Mr. Rupesh Gupta, Director, JM Housing says, As our economy is developing it is very
important that RBI brings down the rates so that the banks may carry out their activities
smoothly. The reduction in rates would ultimately be advantageous to the customers for the
reason that if banks have reduced rates, the same will apply to the end-borrowers too and real
estate market will have a pool of demand to deal with.
Mr. Deepak Kapoor, Director, Gulshan Homz said, A fall in rates was very much expected
from the apex body. Reduction in rates was much needed so as to help the customers decrease
burden on them. With inflation and fiscal deficit coming under control, a cut in key rate would
have helped the real estate sector greatly as customers would have got a good reason to invest
here with lesser pressure on their pockets.
Mr. Mahipal Singh Raghav, CMD, MMR Group says, Decrease in previous rates by RBI
brought a ray of hope for further reduction in rates this time too. However, the rates are
unchanged.
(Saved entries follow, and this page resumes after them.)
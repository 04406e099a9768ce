//! Error types.

/// An internal-compiler-error raised while analyzing or rewriting a
/// method body. None of these are caused by user input: each one
/// means an analysis instance or the engine broke a contract, and the
/// current method must not be analyzed any further.
#[derive(Clone, Debug)]
pub enum AnalysisError {
    /// A fragment presented for splicing still has graph-level
    /// in-edges or out-edges.
    DanglingPorts(String),
    /// A transformation's mutator did not make exactly one
    /// substitution in the IR.
    UnchangedTarget(String),
    /// No statement node encloses the node being rewritten.
    MissingStatement(String),
    /// The node to be replaced is not live in the graph.
    StaleNode(String),
    /// The CFG builder met an IR construct it cannot lower.
    Unsupported(String),
    /// A structural graph invariant does not hold.
    Internal(String),
}

impl std::fmt::Display for AnalysisError {
    fn fmt(&self, f: &mut std::fmt::Formatter) -> std::fmt::Result {
        std::fmt::Debug::fmt(self, f)
    }
}

impl std::error::Error for AnalysisError {}
//! Several analyses solved together over one graph.
//!
//! `Combined` pairs two analyses that flow the same way. Each edge
//! carries both facts side by side, and each node is interpreted by
//! both flow functions on every visit. In integrated mode the first
//! analysis to propose a rewrite of a node wins; the other sees the
//! node's fragment when the sweep reaches it. Nest `Combined` to run
//! more than two.

use crate::cfg::{Graph, Node};
use crate::errors::AnalysisError;
use crate::ir::Program;
use crate::pass::{
    Analysis, Assumption, AssumptionMap, Direction, FlowFunction, IntegratedFlowFunction,
    Interpretation, Transformation,
};
use anyhow::{bail, Result};

/// The facts of two analyses on one edge. Joins component-wise, so the
/// lattice laws carry over.
#[derive(Clone, Debug, PartialEq)]
pub struct Pair<A, B>(pub A, pub B);

impl<A: Assumption, B: Assumption> Assumption for Pair<A, B> {
    fn join(&self, other: &Self) -> Self {
        Pair(self.0.join(&other.0), self.1.join(&other.1))
    }

    fn describe(&self, program: &Program) -> String {
        format!("{} | {}", self.0.describe(program), self.1.describe(program))
    }
}

/// A rewrite proposed by one of the two analyses of a `Combined`.
#[derive(Clone, Debug)]
pub enum Either<S, T> {
    First(S),
    Second(T),
}

impl<S: Transformation, T: Transformation> Transformation for Either<S, T> {
    fn transform(&mut self, node: Node, graph: &mut Graph, program: &mut Program) -> Result<()> {
        match self {
            Either::First(t) => t.transform(node, graph, program),
            Either::Second(t) => t.transform(node, graph, program),
        }
    }

    fn new_subgraph(&self, program: &Program) -> Result<Graph> {
        match self {
            Either::First(t) => t.new_subgraph(program),
            Either::Second(t) => t.new_subgraph(program),
        }
    }
}

pub struct Combined<X, Y> {
    first: X,
    second: Y,
}

type FactOf<X> = <<X as Analysis>::F as FlowFunction>::A;

impl<X: Analysis, Y: Analysis> Combined<X, Y> {
    /// Fails if the two analyses flow in different directions.
    pub fn new(first: X, second: Y) -> Result<Self> {
        let (a, b) = (
            first.flow_function().direction(),
            second.flow_function().direction(),
        );
        if a != b {
            bail!(AnalysisError::Unsupported(format!(
                "cannot combine a {:?} analysis with a {:?} one",
                a, b
            )));
        }
        Ok(Combined { first, second })
    }

    /// Runs `f` on a map holding one side of the facts around `node`.
    fn run_side<C: Assumption, R>(
        map: &AssumptionMap<Pair<FactOf<X>, FactOf<Y>>>,
        graph: &Graph,
        node: Node,
        pick: impl Fn(&Pair<FactOf<X>, FactOf<Y>>) -> &C,
        f: impl FnOnce(&mut AssumptionMap<C>) -> R,
    ) -> (AssumptionMap<C>, R) {
        let mut side = AssumptionMap::new(pick(map.initial()).clone());
        for &edge in graph.in_edges(node).iter().chain(graph.out_edges(node)) {
            if let Some(pair) = map.get(edge) {
                side.set(edge, pick(pair).clone());
            }
        }
        let _ = side.take_changed();
        let result = f(&mut side);
        (side, result)
    }

    /// Writes back every edge either side changed. Where only one side
    /// set an edge that had no fact, the other side gets its initial
    /// fact.
    fn merge(
        map: &mut AssumptionMap<Pair<FactOf<X>, FactOf<Y>>>,
        mut first: AssumptionMap<FactOf<X>>,
        mut second: AssumptionMap<FactOf<Y>>,
    ) {
        let mut edges = first.take_changed();
        edges.extend(second.take_changed());
        for edge in edges {
            let old = match map.get(edge) {
                Some(pair) => pair.clone(),
                None => map.initial().clone(),
            };
            let a = first.get(edge).cloned().unwrap_or(old.0);
            let b = second.get(edge).cloned().unwrap_or(old.1);
            map.set(edge, Pair(a, b));
        }
    }
}

impl<X: Analysis, Y: Analysis> FlowFunction for Combined<X, Y> {
    type A = Pair<FactOf<X>, FactOf<Y>>;

    fn interpret(&self, node: Node, graph: &Graph, program: &Program, map: &mut AssumptionMap<Self::A>) {
        let (first, ()) = Self::run_side(map, graph, node, |p| &p.0, |side| {
            self.first.flow_function().interpret(node, graph, program, side)
        });
        let (second, ()) = Self::run_side(map, graph, node, |p| &p.1, |side| {
            self.second.flow_function().interpret(node, graph, program, side)
        });
        Self::merge(map, first, second);
    }

    fn direction(&self) -> Direction {
        self.first.flow_function().direction()
    }
}

impl<X, Y> IntegratedFlowFunction for Combined<X, Y>
where
    X: Analysis,
    Y: Analysis,
    X::F: IntegratedFlowFunction,
    Y::F: IntegratedFlowFunction,
{
    type T = Either<<X::F as IntegratedFlowFunction>::T, <Y::F as IntegratedFlowFunction>::T>;

    fn interpret_or_replace(
        &self,
        node: Node,
        graph: &Graph,
        program: &Program,
        map: &mut AssumptionMap<Self::A>,
    ) -> Interpretation<Self::T> {
        let (first, outcome) = Self::run_side(map, graph, node, |p| &p.0, |side| {
            self.first
                .flow_function()
                .interpret_or_replace(node, graph, program, side)
        });
        if let Interpretation::Replace(t) = outcome {
            log::trace!("combined: first analysis rewrites {}", node);
            return Interpretation::Replace(Either::First(t));
        }
        let (second, outcome) = Self::run_side(map, graph, node, |p| &p.1, |side| {
            self.second
                .flow_function()
                .interpret_or_replace(node, graph, program, side)
        });
        if let Interpretation::Replace(t) = outcome {
            log::trace!("combined: second analysis rewrites {}", node);
            return Interpretation::Replace(Either::Second(t));
        }
        Self::merge(map, first, second);
        Interpretation::Propagated
    }
}

impl<X: Analysis, Y: Analysis> Analysis for Combined<X, Y> {
    type F = Self;

    fn flow_function(&self) -> &Self {
        self
    }

    fn initial_assumption(&self) -> <Self as FlowFunction>::A {
        Pair(
            self.first.initial_assumption(),
            self.second.initial_assumption(),
        )
    }
}

#[cfg(test)]
mod test {
    use super::*;
    use crate::cfg::{CfgBuilder, IrRef, NodeKind};
    use crate::ir::Type;
    use crate::pass::solve;

    /// Length of the longest path to an edge, saturating.
    #[derive(Clone, Debug, PartialEq)]
    struct Seen(u32);

    impl Assumption for Seen {
        fn join(&self, other: &Seen) -> Seen {
            Seen(self.0.max(other.0))
        }
    }

    /// Proposes a rewrite of every node of kind `target`.
    struct Counter {
        cap: u32,
        target: NodeKind,
        direction: Direction,
    }

    /// Replaces a node by a lone `Nop`.
    #[derive(Debug)]
    struct ToNop(&'static str);

    impl Transformation for ToNop {
        fn transform(&mut self, _: Node, _: &mut Graph, _: &mut Program) -> Result<()> {
            Ok(())
        }

        fn new_subgraph(&self, _: &Program) -> Result<Graph> {
            let mut fragment = Graph::new();
            let nop = fragment.add_node(NodeKind::Nop, IrRef::None, None);
            fragment.entry = Some(nop);
            fragment.exit = Some(nop);
            Ok(fragment)
        }
    }

    impl FlowFunction for Counter {
        type A = Seen;

        fn interpret(&self, node: Node, graph: &Graph, _: &Program, map: &mut AssumptionMap<Seen>) {
            let seen = map.join_incoming(graph, node);
            map.set_all(graph.out_edges(node), &Seen((seen.0 + 1).min(self.cap)));
        }

        fn direction(&self) -> Direction {
            self.direction
        }
    }

    impl IntegratedFlowFunction for Counter {
        type T = ToNop;

        fn interpret_or_replace(
            &self,
            node: Node,
            graph: &Graph,
            program: &Program,
            map: &mut AssumptionMap<Seen>,
        ) -> Interpretation<ToNop> {
            if graph.kind(node) == &self.target {
                return Interpretation::Replace(ToNop("counter"));
            }
            self.interpret(node, graph, program, map);
            Interpretation::Propagated
        }
    }

    impl Analysis for Counter {
        type F = Counter;

        fn flow_function(&self) -> &Counter {
            self
        }

        fn initial_assumption(&self) -> Seen {
            Seen(0)
        }
    }

    fn counter(cap: u32, target: NodeKind) -> Counter {
        Counter {
            cap,
            target,
            direction: Direction::Forward,
        }
    }

    fn program() -> (Program, crate::ir::Stmt) {
        let mut program = Program::new();
        let i = program.local("i", Type::Int);
        let one = program.int(1);
        let decl = program.decl(i, Some(one));
        let read = program.var_ref(i);
        let ret = program.ret(Some(read));
        let body = program.block(vec![decl, ret]);
        (program, body)
    }

    #[test]
    fn both_sides_are_solved() {
        let _ = env_logger::try_init();
        let (program, body) = program();
        let graph = CfgBuilder::build(&program, body).unwrap();
        let combined = Combined::new(counter(2, NodeKind::End), counter(100, NodeKind::End)).unwrap();
        let map = solve(&graph, &program, &combined);
        assert_eq!(
            map.dump(&graph, &program),
            vec![
                "BLOCK -> [* Seen(1) | Seen(1)]",
                "STMT -> [* Seen(2) | Seen(2)]",
                "WRITE(i, 1) -> [* Seen(2) | Seen(3)]",
                "STMT -> [* Seen(2) | Seen(4)]",
                "READ(i) -> [* Seen(2) | Seen(5)]",
                "GOTO -> [* Seen(2) | Seen(6)]",
                "END",
            ]
        );
    }

    #[test]
    fn first_proposal_wins() {
        let (program, body) = program();
        let graph = CfgBuilder::build(&program, body).unwrap();
        let goto = graph
            .nodes()
            .iter()
            .cloned()
            .find(|&n| graph.kind(n) == &NodeKind::Goto)
            .unwrap();
        let combined = Combined::new(counter(9, NodeKind::Goto), counter(9, NodeKind::Goto)).unwrap();
        let mut map = solve(&graph, &program, &combined);
        let _ = map.take_changed();
        let before = map.get(graph.out_edges(goto)[0]).cloned();
        match combined.interpret_or_replace(goto, &graph, &program, &mut map) {
            Interpretation::Replace(Either::First(ToNop(name))) => assert_eq!(name, "counter"),
            other => panic!("unexpected {:?}", other),
        }
        // A proposal leaves the facts alone.
        assert!(map.take_changed().is_empty());
        assert_eq!(map.get(graph.out_edges(goto)[0]).cloned(), before);

        // Only the second side asks: it gets its turn.
        let combined = Combined::new(counter(9, NodeKind::End), counter(9, NodeKind::Goto)).unwrap();
        assert!(matches!(
            combined.interpret_or_replace(goto, &graph, &program, &mut map),
            Interpretation::Replace(Either::Second(_))
        ));
    }

    #[test]
    fn directions_must_agree() {
        let backward = Counter {
            cap: 1,
            target: NodeKind::End,
            direction: Direction::Backward,
        };
        let err = Combined::new(counter(1, NodeKind::End), backward).err().unwrap();
        assert!(matches!(
            err.downcast_ref::<AnalysisError>(),
            Some(AnalysisError::Unsupported(_))
        ));
    }
}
Reduction in rates might have conveyed relief to banks along with general masses.
However, we hope to get these rates reduced by RBI in their next monetary policy so that market
gets back on track and people can invest with lowered EMIs.
Mr. Rajesh Goyal, MD, RG Group said, Cut in the policy rates is need of the hour and was
highly anticipated. The cut in CRR would have increased the lending capacity of banks,
ultimately reducing the weight on publics pocket. The reduction could have brought about many
positive changes and would have acted as a catalyst in our economys growth.
Mr. Naveen Goel, MD, Radhey Krishna Group said, The monetary policy of RBI should be
practical, it is not only the bank which is affected by the policy but ultimately it affects the end
borrowers. We expect a further reduction in the repo rate and especially in CRR in the next
monetary policy by RBI so that the banks can have a better lending capacity.